Mohamed with the book  "Stormy Seas" | Photo: ANSA
Mohamed with the book "Stormy Seas" | Photo: ANSA

Mohamed's story is just one of five stories of refugees from Nazism to the present day contained in a new book "Stormy Seas" by Canadian Mary Beth Letherdale, a children's book author.

A young migrant named Mohamed left the Ivory Coast in 2003, after his parents were killed by a bomb. His story, contained in the children's book "Stormy Seas: Stories of Young Boat Refugees", was told to ANSA by the book's author, Mary Beth Leatherdale, at the Bologna Children's Book Fair.


After leaving the Ivory Coast, Mohamed reached Libya, where, at the age of 15, he was imprisoned for five months. Mohamed eventually crossed the Mediterranean, risking drowning in a drifting boat. Finally he arrived on Malta but felt detained there too in a refugee camp. In 2010, he arrived in Italy, where he slept for months at Rome's main train station, Termini, along with other homeless people. 

Despite all of these hardships and suffering, Canadian children's book author Leatherdale, whose book also tells the story of four other young refugees, said that Mohamed today says "there are also opportunities" and that he "always tried to think about the positive sides of the enormous difficulties" he experienced. She said he "wants to give back the good" he has received. 

Mohamed's photos tell his story 

The book tells five true stories of young refugees, starting with Ruth, who fled Nazi Germany; to Mohamed, who today is 26 years old, lives in Rome, works as a doorman at a hotel, and in his free time enjoys taking photographs. 

"Some of my photos will be shown in a collective at the next Biennale in Venice," Mohamed said, smiling. "I never thought I would be a photographer, but it was a way to document what I lived through," he said, speaking fluent Italian that he learned, together with photography, at the Civico Zero reception center for unaccompanied minors. When he was at his lowest ebb, he was welcomed by the center and helped and now he gives back by teaching photography to the new young arrivals who attend each week.  

"I also created a kind of workshop program in Africa, and every year I go to Mali for two-three months and to Kenya to hold photography workshops," he said. 

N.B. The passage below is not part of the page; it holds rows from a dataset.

use std::path::Path;

use serde_json::Value;

use crate::core::{Canvas, PointerSample};
use crate::data::{DataTable, Record};
use crate::error::{JatosError, JatosResult};

pub const TRIAL_TYPE_COLUMN: &str = "trial_type";
pub const READING_TRIAL_TYPE: &str = "reading";
pub const TEXT_CONTENT_COLUMN: &str = "text_content";
pub const CANVAS_WIDTH_COLUMN: &str = "canvas_width";
pub const CANVAS_HEIGHT_COLUMN: &str = "canvas_height";
pub const MOUSE_TRACKING_COLUMN: &str = "mouse_tracking_data";

/// Inputs of one reading trial: the text shown, the canvas and the pointer stream.
#[derive(Debug, Clone, PartialEq)]
pub struct ReadingTrial {
    /// Zero-based position among the reading trials of its file.
    pub trial_num: usize,
    pub text_content: String,
    pub canvas: Canvas,
    pub mouse_data: Vec<PointerSample>,
}

impl ReadingTrial {
    /// Extracts a reading trial from one table row.
    ///
    /// A missing, `null` or empty `mouse_tracking_data` cell yields an empty
    /// pointer stream; every other column is required.
    pub fn from_record(trial_num: usize, record: &Record) -> JatosResult<Self> {
        let text_content = record
            .get(TEXT_CONTENT_COLUMN)
            .and_then(Value::as_str)
            .ok_or_else(|| missing_column(trial_num, TEXT_CONTENT_COLUMN, "a string"))?
            .to_owned();

        let canvas = Canvas::new(
            pixel_dimension(trial_num, record, CANVAS_WIDTH_COLUMN)?,
            pixel_dimension(trial_num, record, CANVAS_HEIGHT_COLUMN)?,
        );

        let mouse_data = match record.get(MOUSE_TRACKING_COLUMN) {
            None | Some(Value::Null) => Vec::new(),
            // lab.js writes an empty cell when the pointer never moved.
            Some(Value::String(text)) if text.trim().is_empty() => Vec::new(),
            Some(value) => serde_json::from_value(value.clone()).map_err(|err| {
                JatosError::InvalidData(format!(
                    "reading trial {trial_num}: malformed `{MOUSE_TRACKING_COLUMN}`: {err}"
                ))
            })?,
        };

        Ok(Self {
            trial_num,
            text_content,
            canvas,
            mouse_data,
        })
    }
}

/// All rows with `trial_type == "reading"`, numbered in table order.
pub fn reading_trials(table: &DataTable) -> JatosResult<Vec<ReadingTrial>> {
    table
        .rows_where(TRIAL_TYPE_COLUMN, READING_TRIAL_TYPE)
        .enumerate()
        .map(|(trial_num, record)| ReadingTrial::from_record(trial_num, record))
        .collect()
}

/// Participant id encoded as the first `_` token of a raw file name (`6138_2.txt`).
#[must_use]
pub fn participant_id(path: &Path) -> String {
    path.file_name()
        .map(|name| name.to_string_lossy())
        .and_then(|name| name.split('_').next().map(str::to_owned))
        .unwrap_or_default()
}

/// File stem of a raw file (`6138_2` for `raw_data/6138_2.txt`), unique per component.
#[must_use]
pub fn source_stem(path: &Path) -> String {
    path.file_stem()
        .map(|stem| stem.to_string_lossy().into_owned())
        .unwrap_or_default()
}

fn pixel_dimension(trial_num: usize, record: &Record, column: &str) -> JatosResult<u32> {
    let value = record
        .get(column)
        .and_then(Value::as_f64)
        .ok_or_else(|| missing_column(trial_num, column, "a number"))?;

    if !value.is_finite() || value < 0.0 || value > f64::from(u32::MAX) {
        return Err(JatosError::InvalidData(format!(
            "reading trial {trial_num}: `{column}` out of range: {value}"
        )));
    }
    Ok(value.round() as u32)
}

fn missing_column(trial_num: usize, column: &str, expected: &str) -> JatosError {
    JatosError::InvalidData(format!(
        "reading trial {trial_num}: `{column}` must be {expected}"
    ))
}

'No one happily leaves the place they were born' 

"Sharing stories is very important, and it was exciting to meet Mary Beth Leatherdale," Mohamed said. He added that it can be difficult for migrants and refugees to find a place they feel comfortable in a society in which they weren't born or raised.

"Before asking why people come to Europe, we should ask ourselves why they leave their homes?" he says. "No one happily leaves the place they were born. If they do, it's because they can't stay there." Despite everything he has lived through, he feels lucky, because he was raised with strong values by his parents. "They put deeds before words," he says. "Even in the most tragic moments, I always knew that I would do something good in life someday."